//! Error types for the boundjoin core library.
//!
//! Defines error enums exposed by the public API and a convenient result alias.

use std::{fmt, sync::Arc};

use thiserror::Error;

macro_rules! define_error_codes {
    (
        $(#[$enum_meta:meta])*
        enum $CodeTy:ident for $ErrTy:ident {
            $(
                $(#[$variant_meta:meta])*
                $CodeVariant:ident => $ErrVariant:ident $( { $($pattern:tt)* } )? $( ( $($tuple:tt)* ) )? => $code:expr
            ),+ $(,)?
        }
    ) => {
        $(#[$enum_meta])*
        #[derive(Clone, Copy, Debug, Eq, Hash, PartialEq)]
        #[non_exhaustive]
        pub enum $CodeTy {
            $(
                $(#[$variant_meta])*
                $CodeVariant,
            )+
        }

        impl $CodeTy {
            /// Return the stable machine-readable representation of this error code.
            pub const fn as_str(self) -> &'static str {
                match self {
                    $(Self::$CodeVariant => $code,)+
                }
            }
        }

        impl fmt::Display for $CodeTy {
            fn fmt(&self, f: &mut fmt::Formatter<'_>) -> fmt::Result {
                f.write_str(self.as_str())
            }
        }

        impl $ErrTy {
            #[doc = concat!(
                "Retrieve the stable [`",
                stringify!($CodeTy),
                "`] for this error."
            )]
            pub const fn code(&self) -> $CodeTy {
                match self {
                    $(Self::$ErrVariant $( { $($pattern)* } )? $( ( $($tuple)* ) )? => $CodeTy::$CodeVariant,)+
                }
            }
        }
    };
}

/// An error produced by [`crate::DistanceSource`] operations.
#[non_exhaustive]
#[derive(Clone, Debug, Eq, Error, PartialEq)]
pub enum SourceError {
    /// Requested index was outside the source's bounds.
    #[error("index {index} is out of bounds")]
    OutOfBounds {
        /// The requested taxon that exceeded the source bounds.
        index: usize,
    },
    /// The source could not represent a distance as a finite number.
    #[error("distance between taxa {row} and {column} is not finite")]
    NonFinite {
        /// Row of the offending entry.
        row: usize,
        /// Column of the offending entry.
        column: usize,
    },
}

define_error_codes! {
    /// Stable codes describing [`SourceError`] variants.
    enum SourceErrorCode for SourceError {
        /// Requested index was outside the source's bounds.
        OutOfBounds => OutOfBounds { .. } => "SOURCE_OUT_OF_BOUNDS",
        /// The source produced a non-finite distance.
        NonFinite => NonFinite { .. } => "SOURCE_NON_FINITE",
    }
}

/// Precondition violations detected while validating a distance matrix.
#[non_exhaustive]
#[derive(Clone, Debug, Error, PartialEq)]
pub enum MatrixError {
    /// The matrix has no taxa.
    #[error("distance matrix contains no taxa")]
    Empty,
    /// The number of labels differs from the number of rows.
    #[error("matrix has {rows} rows but {labels} labels")]
    LabelCountMismatch {
        /// Number of rows supplied.
        rows: usize,
        /// Number of labels supplied.
        labels: usize,
    },
    /// A row's length differs from the number of rows.
    #[error("row {row} has {actual} entries but the matrix has {expected} rows")]
    NotSquare {
        /// Offending row.
        row: usize,
        /// Required row length.
        expected: usize,
        /// Observed row length.
        actual: usize,
    },
    /// An entry was NaN or infinite.
    #[error("entry ({row}, {column}) is not finite")]
    NonFinite {
        /// Row of the offending entry.
        row: usize,
        /// Column of the offending entry.
        column: usize,
    },
    /// A diagonal entry was not zero.
    #[error("diagonal entry {index} must be zero (got {value})")]
    NonZeroDiagonal {
        /// Taxon whose self-distance is non-zero.
        index: usize,
        /// The offending value, widened to double precision.
        value: f64,
    },
    /// The variance matrix does not match the distance matrix's shape.
    #[error("variance matrix has {actual} rows but the distance matrix has {expected}")]
    VarianceShapeMismatch {
        /// Number of taxa in the distance matrix.
        expected: usize,
        /// Number of rows in the variance matrix.
        actual: usize,
    },
}

define_error_codes! {
    /// Stable codes describing [`MatrixError`] variants.
    enum MatrixErrorCode for MatrixError {
        /// The matrix has no taxa.
        Empty => Empty => "MATRIX_EMPTY",
        /// The number of labels differs from the number of rows.
        LabelCountMismatch => LabelCountMismatch { .. } => "MATRIX_LABEL_COUNT_MISMATCH",
        /// A row's length differs from the number of rows.
        NotSquare => NotSquare { .. } => "MATRIX_NOT_SQUARE",
        /// An entry was NaN or infinite.
        NonFinite => NonFinite { .. } => "MATRIX_NON_FINITE",
        /// A diagonal entry was not zero.
        NonZeroDiagonal => NonZeroDiagonal { .. } => "MATRIX_NON_ZERO_DIAGONAL",
        /// The variance matrix does not match the distance matrix's shape.
        VarianceShapeMismatch => VarianceShapeMismatch { .. } => "MATRIX_VARIANCE_SHAPE_MISMATCH",
    }
}

/// Error type produced when configuring or running a [`crate::Joiner`].
#[non_exhaustive]
#[derive(Clone, Debug, Error, PartialEq)]
pub enum JoinError {
    /// The worker pool must have at least one thread.
    #[error("thread count must be at least 1 (got {got})")]
    InvalidThreadCount {
        /// The invalid thread count supplied by the caller.
        got: usize,
    },
    /// The purge fraction must lie strictly between zero and one.
    #[error("purge fraction must satisfy 0 < {numerator}/{denominator} < 1")]
    InvalidPurgeFraction {
        /// Supplied numerator.
        numerator: usize,
        /// Supplied denominator.
        denominator: usize,
    },
    /// The worker pool could not be created.
    #[error("failed to build worker pool: {message}")]
    ThreadPool {
        /// Message reported by the pool builder.
        message: Arc<str>,
    },
    /// The input matrix failed validation.
    #[error(transparent)]
    Matrix(#[from] MatrixError),
    /// A [`crate::DistanceSource`] failed while loading the matrix.
    #[error("distance source `{data_source}` failed: {error}")]
    Source {
        /// Identifier for the source that produced the error.
        data_source: Arc<str>,
        #[source]
        /// Underlying source error.
        error: SourceError,
    },
    /// An internal invariant was violated; the run was aborted.
    #[error("clustering invariant violated: {invariant} ({detail})")]
    InvariantViolation {
        /// Name of the violated invariant.
        invariant: &'static str,
        /// Values observed when the violation was detected.
        detail: Arc<str>,
    },
}

define_error_codes! {
    /// Stable codes describing [`JoinError`] variants.
    enum JoinErrorCode for JoinError {
        /// The worker pool must have at least one thread.
        InvalidThreadCount => InvalidThreadCount { .. } => "JOIN_INVALID_THREAD_COUNT",
        /// The purge fraction must lie strictly between zero and one.
        InvalidPurgeFraction => InvalidPurgeFraction { .. } => "JOIN_INVALID_PURGE_FRACTION",
        /// The worker pool could not be created.
        ThreadPool => ThreadPool { .. } => "JOIN_THREAD_POOL",
        /// The input matrix failed validation.
        Matrix => Matrix(..) => "JOIN_INVALID_MATRIX",
        /// A distance source failed while loading the matrix.
        SourceFailure => Source { .. } => "JOIN_SOURCE_FAILURE",
        /// An internal invariant was violated.
        InvariantViolation => InvariantViolation { .. } => "JOIN_INVARIANT_VIOLATION",
    }
}

impl JoinError {
    /// Retrieve the inner [`MatrixErrorCode`] when the input failed validation.
    pub const fn matrix_code(&self) -> Option<MatrixErrorCode> {
        match self {
            Self::Matrix(error) => Some(error.code()),
            _ => None,
        }
    }

    /// Retrieve the inner [`SourceErrorCode`] when a [`crate::DistanceSource`] failed.
    pub const fn source_code(&self) -> Option<SourceErrorCode> {
        match self {
            Self::Source { error, .. } => Some(error.code()),
            _ => None,
        }
    }

    pub(crate) fn invariant(invariant: &'static str, detail: impl fmt::Display) -> Self {
        Self::InvariantViolation {
            invariant,
            detail: Arc::from(detail.to_string()),
        }
    }
}

/// Convenient alias for results returned by the core API.
pub type Result<T> = core::result::Result<T, JoinError>;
--
--- Work to be completed ---
Extract every line above that contains the word "strictly".

--- Response area ---
    /// The purge fraction must lie strictly between zero and one.
        /// The purge fraction must lie strictly between zero and one.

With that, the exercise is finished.